Und zwar kann mir jemand sagen wie die Troy Lee Trikots ausfallen, also die speziell für Frauen. Habe normalerweise eigentlich immer "S" in Oberteilen, selten auch mal "M"....Jemand nen Tipp welche Größe ich nehmen soll ?


----------



## blutbuche (9. Juli 2011)

ich trage bei 1,70 und 50 kg männer S .-


----------



## zimtsternchen (9. Juli 2011)

Menuett schrieb:


> Darf ich hier mal eben ne Frage in die Runde werfen?
> Und zwar kann mir jemand sagen wie die Troy Lee Trikots ausfallen, also die speziell für Frauen.
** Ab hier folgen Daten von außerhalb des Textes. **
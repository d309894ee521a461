use crate::entities::prelude::*;
use crate::entities::users;
use sea_orm_migration::prelude::*;
use sea_orm_migration::sea_orm::Schema;

#[derive(DeriveMigrationName)]
pub struct Migration;

#[async_trait::async_trait]
impl MigrationTrait for Migration {
    async fn up(&self, manager: &SchemaManager) -> Result<(), DbErr> {
        let backend = manager.get_database_backend();
        let schema = Schema::new(backend);

        manager
            .create_table(
                schema
                    .create_table_from_entity(Users)
                    .if_not_exists()
                    .to_owned(),
            )
            .await?;

        // Cheater detection groups by IP on every new account
        manager
            .create_index(
                Index::create()
                    .name("idx_users_ip_address")
                    .table(Users)
                    .col(users::Column::IpAddress)
                    .if_not_exists()
                    .to_owned(),
            )
            .await?;

        manager
            .create_index(
                Index::create()
                    .name("idx_users_referrer_id")
                    .table(Users)
                    .col(users::Column::ReferrerId)
                    .if_not_exists()
                    .to_owned(),
            )
            .await?;

        Ok(())
    }

    async fn down(&self, manager: &SchemaManager) -> Result<(), DbErr> {
        manager
            .drop_table(Table::drop().table(Users).to_owned())
            .await?;

        Ok(())
    }
}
Habe normalerweise eigentlich immer "S" in Oberteilen, selten auch mal "M"....Jemand nen Tipp welche Größe ich nehmen soll ?



.. ist die Frage ob du das Trikot mit oder ohne Panzer drunter tragen willst. Kann dir sagen, dass mit Panzer drunter (habe nen IXS Ladys Battle Jacket, was echt ganz schön aufträgt) für mich die L zu klein war. Werd es jetzt mal mit ner XL versuchen... Sonst trage ich auch S oder M. Mit nem weniger klotzigen Panzer könnt ich mir aber gut vorstellen, dass die L ausreichend ist.


----------



## zimtsternchen (9. Juli 2011)

bikermausi schrieb:


> Was tragt ihr so beim DH/FR für lange klamotten?
> Ich habe mir von Oneal (Mayhem) eine Hose und ein Jersy geholt.
> Bin mir aber noch sehr unsicher mit der Größe bei der Hose, da sie mit Protektoren sehr eng sitz und ein sehr tiefen Schritt hat (was nicht so toll beim aufsteigen ist). Aber ohne Protektoren passt sie super.
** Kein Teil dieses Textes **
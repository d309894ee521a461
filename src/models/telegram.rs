use serde::{Deserialize, Serialize};

/// The `user` object embedded in WebApp init-data.
#[derive(Debug, Clone, PartialEq, Eq, Serialize, Deserialize)]
pub struct TelegramUser {
    pub id: i64,
    pub first_name: String,
    #[serde(default)]
    pub last_name: Option<String>,
    #[serde(default)]
    pub username: Option<String>,
    #[serde(default)]
    pub photo_url: Option<String>,
    #[serde(default)]
    pub is_premium: Option<bool>,
}

/// Parsed WebApp launch payload. Only the fields the portal uses.
#[derive(Debug, Clone, Default, PartialEq, Eq)]
pub struct InitData {
    pub query_id: Option<String>,
    pub user: Option<TelegramUser>,
    pub auth_date: Option<i64>,
    pub hash: Option<String>,
    /// Referral code carried by `startapp` links
    pub start_param: Option<String>,
}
Als lange Hose habe ich eine von Royal in Männer XS. Die hat eine Top Länge, sitzt nicht tief und meine Knie-Schienbeinschoner von FOX passen einwandfrei drunter. Kann ich also nur weiterempfehlen.


----------



## MTB-News.de




----------



## Menuett (10. Juli 2011)

zimtsternchen schrieb:


> .. ist die Frage ob du das Trikot mit oder ohne Panzer drunter tragen willst. Kann dir sagen, dass mit Panzer drunter (habe nen IXS Ladys Battle Jacket, was echt ganz schön aufträgt) für mich die L zu klein war. Werd es jetzt mal mit ner XL versuchen... Sonst trage ich auch S oder M. Mit nem weniger klotzigen Panzer könnt ich mir aber gut vorstellen, dass die L ausreichend ist.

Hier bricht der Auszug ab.